Pictured above is "Little Shiny," as I've named her, whom I purchased from Rhas at Rodentfest. Hehe!


----------



## Rhasputin (Feb 21, 2010)

B'awwww! 

So I take it that they are all doing well?


----------



## Lizzle (Apr 7, 2010)

They sure are! They are such sweetheart heads! I named them Little Shiny, Snugglebutt, Shiny One (the male satin), and Daisy (the black rex). I might change Daisy's name though since it sounds too boring. I named the male rex Snugglebutt because when I was buying him, you were all "He's a real snugglebutt!" :lol:

The only thing about Snugglebutt is that he has been quite the sneezer, but I know that 99% of mice in this world have mycoplasmosis anyway and that when they get "stressed" such as during a cage move, they may show symptoms - some more than others. He doesn't wheeze or make funny breathing noises, though.

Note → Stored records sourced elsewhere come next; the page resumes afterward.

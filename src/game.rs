//! Host-facing wrapper around the simulation
//!
//! `Game` owns a `GameState`, turns a millisecond clock into tick deltas,
//! forwards simulation events to registered callbacks and records finished
//! runs in a `HighScoreStore`.

use crate::highscores::HighScoreStore;
use crate::sim::{GameEvent, GamePhase, GameState, Snapshot, TickInput, tick};
use crate::tuning::Tuning;

type ScoreCallback = Box<dyn FnMut(u64)>;
type LevelCallback = Box<dyn FnMut(u32)>;

pub struct Game<S: HighScoreStore> {
    state: GameState,
    store: S,
    high_score: u64,
    running: bool,
    /// Timestamp of the previous update, `None` until the first one
    last_time_ms: Option<f64>,
    on_score_change: Vec<ScoreCallback>,
    on_level_complete: Vec<LevelCallback>,
    on_game_over: Vec<ScoreCallback>,
}

impl<S: HighScoreStore> Game<S> {
    pub fn new(seed: u64, store: S) -> Self {
        Self::with_tuning(seed, Tuning::default(), store)
    }

    pub fn with_tuning(seed: u64, tuning: Tuning, mut store: S) -> Self {
        let high_score = store.load_high_score();
        Self {
            state: GameState::with_tuning(seed, tuning),
            store,
            high_score,
            running: false,
            last_time_ms: None,
            on_score_change: Vec::new(),
            on_level_complete: Vec::new(),
            on_game_over: Vec::new(),
        }
    }

    /// Begin ticking from the menu
    pub fn start(&mut self) {
        log::info!("Game started (high score {})", self.high_score);
        self.running = true;
        self.last_time_ms = None;
        self.state.phase = GamePhase::Menu;
    }

    /// Halt ticking. In-flight timers are dropped with the next `start`.
    pub fn stop(&mut self) {
        log::info!("Game stopped");
        self.running = false;
        self.last_time_ms = None;
    }

    pub fn pause(&mut self) {
        if self.state.phase == GamePhase::Playing {
            self.state.phase = GamePhase::Paused;
        }
    }

    pub fn resume(&mut self) {
        if self.state.phase == GamePhase::Paused {
            self.state.phase = GamePhase::Playing;
            // Time spent paused is not simulated
            self.last_time_ms = None;
        }
    }

    pub fn is_running(&self) -> bool {
        self.running
    }

    /// Advance to `now_ms` (monotonic milliseconds) with this frame's input
    pub fn update(&mut self, now_ms: f64, input: &TickInput) {
        if !self.running {
            return;
        }
        let dt = match self.last_time_ms {
            Some(prev) => ((now_ms - prev) / 1000.0).max(0.0) as f32,
            None => 0.0,
        };
        self.last_time_ms = Some(now_ms);

        tick(&mut self.state, input, dt);
        self.dispatch_events();
    }

    fn dispatch_events(&mut self) {
        for event in self.state.drain_events() {
            match event {
                GameEvent::ScoreChanged { score } => {
                    self.high_score = self.high_score.max(score);
                    for callback in &mut self.on_score_change {
                        callback(score);
                    }
                }
                GameEvent::LevelComplete { level } => {
                    for callback in &mut self.on_level_complete {
                        callback(level);
                    }
                }
                GameEvent::GameOver { score, level } => {
                    self.store.save_high_score(score, level);
                    log::info!("Run saved: {score} on level {level}");
                    for callback in &mut self.on_game_over {
                        callback(score);
                    }
                }
                GameEvent::ExtraLife { .. }
                | GameEvent::LevelStarted { .. }
                | GameEvent::LifeLost { .. } => {}
            }
        }
    }

    /// Called with the new total whenever the score changes
    pub fn on_score_change(&mut self, callback: impl FnMut(u64) + 'static) {
        self.on_score_change.push(Box::new(callback));
    }

    /// Called with the finished level number
    pub fn on_level_complete(&mut self, callback: impl FnMut(u32) + 'static) {
        self.on_level_complete.push(Box::new(callback));
    }

    /// Called with the final score
    pub fn on_game_over(&mut self, callback: impl FnMut(u64) + 'static) {
        self.on_game_over.push(Box::new(callback));
    }

    pub fn snapshot(&self) -> Snapshot {
        self.state.snapshot()
    }

    pub fn state(&self) -> &GameState {
        &self.state
    }

    /// Best of the stored record and the current run
    pub fn high_score(&self) -> u64 {
        self.high_score
    }

    pub fn store(&self) -> &S {
        &self.store
    }
}

#[cfg(test)]
mod tests {
    use super::*;
    use crate::highscores::MemoryStore;
    use std::cell::RefCell;
    use std::rc::Rc;

    fn started_game(seed: u64) -> Game<MemoryStore> {
        let mut game = Game::new(seed, MemoryStore::default());
        game.start();
        game
    }

    fn press_start() -> TickInput {
        TickInput {
            start: true,
            ..Default::default()
        }
    }

    #[test]
    fn test_stopped_game_does_not_tick() {
        let mut game = Game::new(1, MemoryStore::default());
        game.update(0.0, &press_start());
        assert_eq!(game.state().time_ticks, 0);

        game.start();
        game.update(0.0, &press_start());
        assert_eq!(game.state().time_ticks, 1);

        game.stop();
        game.update(16.0, &TickInput::default());
        assert_eq!(game.state().time_ticks, 1);
    }

    #[test]
    fn test_clock_drives_delta() {
        let mut game = started_game(2);
        game.update(1000.0, &press_start());
        game.update(1250.0, &TickInput::default());
        match game.state().phase {
            GamePhase::Intro { timer } => assert!((timer - 0.1).abs() < 1e-6),
            other => panic!("unexpected phase {other:?}"),
        }
        game.update(1300.0, &TickInput::default());
        match game.state().phase {
            GamePhase::Intro { timer } => assert!((timer - 0.15).abs() < 1e-5),
            other => panic!("unexpected phase {other:?}"),
        }
    }

    #[test]
    fn test_pause_and_resume() {
        let mut game = started_game(3);
        game.state.new_run();
        game.state.phase = GamePhase::Playing;
        game.pause();
        assert_eq!(game.state().phase, GamePhase::Paused);
        game.resume();
        assert_eq!(game.state().phase, GamePhase::Playing);
    }

    #[test]
    fn test_callbacks_fire() {
        let mut game = started_game(4);
        let scores = Rc::new(RefCell::new(Vec::new()));
        let levels = Rc::new(RefCell::new(Vec::new()));
        {
            let scores = scores.clone();
            game.on_score_change(move |s| scores.borrow_mut().push(s));
        }
        {
            let levels = levels.clone();
            game.on_level_complete(move |l| levels.borrow_mut().push(l));
        }

        game.state.new_run();
        game.state.phase = GamePhase::Playing;
        game.state.enemies.clear();
        game.state.add_score(500, None);
        game.update(0.0, &TickInput::default());

        assert_eq!(*scores.borrow(), vec![500]);
        assert_eq!(*levels.borrow(), vec![1]);
        assert_eq!(game.high_score(), 500);
    }

    #[test]
    fn test_game_over_saves_score() {
        let mut game = started_game(5);
        let finals = Rc::new(RefCell::new(Vec::new()));
        {
            let finals = finals.clone();
            game.on_game_over(move |s| finals.borrow_mut().push(s));
        }

        game.state.new_run();
        game.state.phase = GamePhase::Playing;
        game.state.rocks.clear();
        game.state.lives = 1;
        game.state.score = 1234;
        game.state.player.kill();

        let mut now = 0.0;
        for _ in 0..200 {
            game.update(now, &TickInput::default());
            now += 1000.0 / 60.0;
        }
        assert_eq!(game.state().phase, GamePhase::GameOver);
        assert_eq!(*finals.borrow(), vec![1234]);
        assert_eq!(game.store().scores.best(), 1234);
    }

    #[test]
    fn test_high_score_loaded_from_store() {
        let mut store = MemoryStore::default();
        store.save_high_score(9000, 4);
        let game = Game::new(6, store);
        assert_eq!(game.high_score(), 9000);
    }
}
#[cfg(test)]
mod tests {
    use super::*;
    use crate::sim::grid::{corner_cells, grid_to_pixel};
    use proptest::prelude::*;

    const DT: f32 = 1.0 / 60.0;

    fn tunnel_grid(row: i32, cols: std::ops::RangeInclusive<i32>) -> Grid {
        let mut grid = Grid::default();
        grid.clear_horizontal(row, *cols.start(), *cols.end());
        grid
    }

    #[test]
    fn test_walk_digs_and_reports_once() {
        let mut grid = tunnel_grid(8, 5..=5);
        let mut player = Player::new(grid_to_pixel(5, 8), PLAYER_SPEED);
        let mut dug = 0;
        for _ in 0..60 {
            dug += player.update(Some(Direction::Right), false, &mut grid, DT).tiles_dug;
        }
        // One second at two tiles per second
        assert!(dug >= 1 && dug <= 2, "dug {dug}");
        assert!(grid.is_empty(6, 8));
        // Walking back over dug tiles scores nothing
        let mut again = 0;
        for _ in 0..30 {
            again += player.update(Some(Direction::Left), false, &mut grid, DT).tiles_dug;
        }
        assert_eq!(again, 0);
    }

    #[test]
    fn test_turn_waits_for_boundary() {
        let mut grid = tunnel_grid(8, 4..=8);
        let mut player = Player::new(grid_to_pixel(5, 8), PLAYER_SPEED);
        player.update(Some(Direction::Down), false, &mut grid, DT);
        assert!(player.pos.y > grid_to_pixel(5, 8).y);
        // Asking for Right mid-tile keeps going down to the next row
        for _ in 0..40 {
            player.update(Some(Direction::Right), false, &mut grid, DT);
        }
        assert_eq!(player.pos.y, grid_to_pixel(5, 9).y);
        assert!(player.pos.x > grid_to_pixel(5, 9).x);
    }

    #[test]
    fn test_rock_blocks_movement() {
        let mut grid = tunnel_grid(8, 4..=6);
        grid.place_rock(6, 8);
        let mut player = Player::new(grid_to_pixel(5, 8), PLAYER_SPEED);
        for _ in 0..60 {
            player.update(Some(Direction::Right), false, &mut grid, DT);
        }
        assert_eq!(player.pos, grid_to_pixel(5, 8));
        assert!(grid.is_rock(6, 8));
    }

    #[test]
    fn test_pump_blocked_auto_retracts() {
        // Tunnel long enough for the full pump, dirt beyond it
        let mut grid = tunnel_grid(8, 2..=5);
        let mut player = Player::new(grid_to_pixel(2, 8), PLAYER_SPEED);

        let mut ticks = 0;
        while !player.pump.should_auto_retract && ticks < 600 {
            player.update(None, true, &mut grid, DT);
            ticks += 1;
        }
        assert!(player.pump.should_auto_retract);
        assert!(player.pump.target.is_none());

        let mut last = player.pump.length;
        assert!(last > 0.0);
        while player.is_pumping() {
            player.update(None, true, &mut grid, DT);
            if player.is_pumping() {
                assert!(player.pump.length < last);
                last = player.pump.length;
            }
        }
        assert_eq!(player.state, PlayerState::Normal);
        assert_eq!(player.pump.length, 0.0);
    }

    #[test]
    fn test_pump_stops_at_dirt() {
        let mut grid = tunnel_grid(8, 2..=3);
        let mut player = Player::new(grid_to_pixel(2, 8), PLAYER_SPEED);
        for _ in 0..30 {
            player.update(None, true, &mut grid, DT);
        }
        assert!(player.pump.blocked || player.pump.should_auto_retract || !player.is_pumping());
        // Never reaches into the dirt at column 4
        let (col, _) = pixel_to_grid(player.pump_endpoint());
        assert!(col <= 3);
    }

    #[test]
    fn test_pump_requires_release() {
        let mut grid = tunnel_grid(8, 2..=2);
        let mut player = Player::new(grid_to_pixel(2, 8), PLAYER_SPEED);
        // Blocked immediately; hold until fully retracted
        for _ in 0..120 {
            player.update(None, true, &mut grid, DT);
        }
        assert_eq!(player.state, PlayerState::Normal);
        player.update(None, true, &mut grid, DT);
        assert_eq!(player.state, PlayerState::Normal);
        player.update(None, false, &mut grid, DT);
        player.update(None, true, &mut grid, DT);
        assert_eq!(player.state, PlayerState::Pumping);
    }

    #[test]
    fn test_release_retracts_fast() {
        let mut grid = tunnel_grid(8, 2..=6);
        let mut player = Player::new(grid_to_pixel(2, 8), PLAYER_SPEED);
        for _ in 0..20 {
            player.update(None, true, &mut grid, DT);
        }
        let len = player.pump.length;
        assert!(len > 0.0);
        player.update(None, false, &mut grid, DT);
        assert!((len - player.pump.length - PUMP_RELEASE_RETRACT_SPEED * DT).abs() < 1e-3 || !player.is_pumping());
    }

    #[test]
    fn test_movement_blocked_while_pumping() {
        let mut grid = tunnel_grid(8, 2..=6);
        let mut player = Player::new(grid_to_pixel(2, 8), PLAYER_SPEED);
        player.update(None, true, &mut grid, DT);
        let pos = player.pos;
        player.update(Some(Direction::Right), true, &mut grid, DT);
        assert_eq!(player.pos, pos);
    }

    #[test]
    fn test_death_finishes_once() {
        let mut grid = Grid::default();
        let mut player = Player::new(grid_to_pixel(5, 8), PLAYER_SPEED);
        player.kill();
        let mut finished = 0;
        for _ in 0..200 {
            if player.update(Some(Direction::Left), false, &mut grid, DT).death_finished {
                finished += 1;
            }
        }
        assert_eq!(finished, 1);
        assert_eq!(player.pos, grid_to_pixel(5, 8));
    }

    #[test]
    fn test_smoosh_ignores_invincibility() {
        let mut player = Player::respawned(grid_to_pixel(5, 8), PLAYER_SPEED);
        assert!(player.is_invincible());
        player.smoosh(7);
        assert_eq!(player.state, PlayerState::Smooshed { rock_id: 7 });
        player.finish_smoosh();
        assert!(player.is_smooshed());
        assert!(player.is_dying());
    }

    proptest! {
        #[test]
        fn prop_player_never_enters_rock(
            rocks in proptest::collection::vec((0i32..GRID_WIDTH as i32, 2i32..GRID_HEIGHT as i32), 0..20),
            moves in proptest::collection::vec((0usize..4, 1usize..40), 1..20),
        ) {
            let mut grid = Grid::default();
            let start = (7, 9);
            for &(col, row) in &rocks {
                if (col, row) != start {
                    grid.place_rock(col, row);
                }
            }
            let mut player = Player::new(grid_to_pixel(start.0, start.1), PLAYER_SPEED);
            for &(dir, ticks) in &moves {
                for _ in 0..ticks {
                    player.update(Some(Direction::ALL[dir]), false, &mut grid, DT);
                    for (col, row) in corner_cells(player.pos) {
                        prop_assert!(!grid.is_rock(col, row));
                    }
                }
            }
        }
    }
}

You know what's funny (and probably weird)? I could tell immediately that the mice from you smell different than mine, and I mean the natural smell, if that makes any sense. I find it really cool, actually. I never even thought that totally unrelated mice might have a different smell.


----------



## Rhasputin (Feb 21, 2010)

Neat-o about the smell! 

And yes, I loves Mr.snugglebutt. He's such a good boy.  
Has the satin girl put on any weight? She was a bit scrawny (not runt-ish, just scrawny).


----------



## Lizzle (Apr 7, 2010)

Well, she has definitely grown longer and her hair is actually noticeably thicker on her head region, but I would say she is about the same proportionally. I'm feeding her mostly flax seeds and kitten chow since those are fatty and full of protein and such. Hopefully she will fill out by the time she reaches adulthood, though.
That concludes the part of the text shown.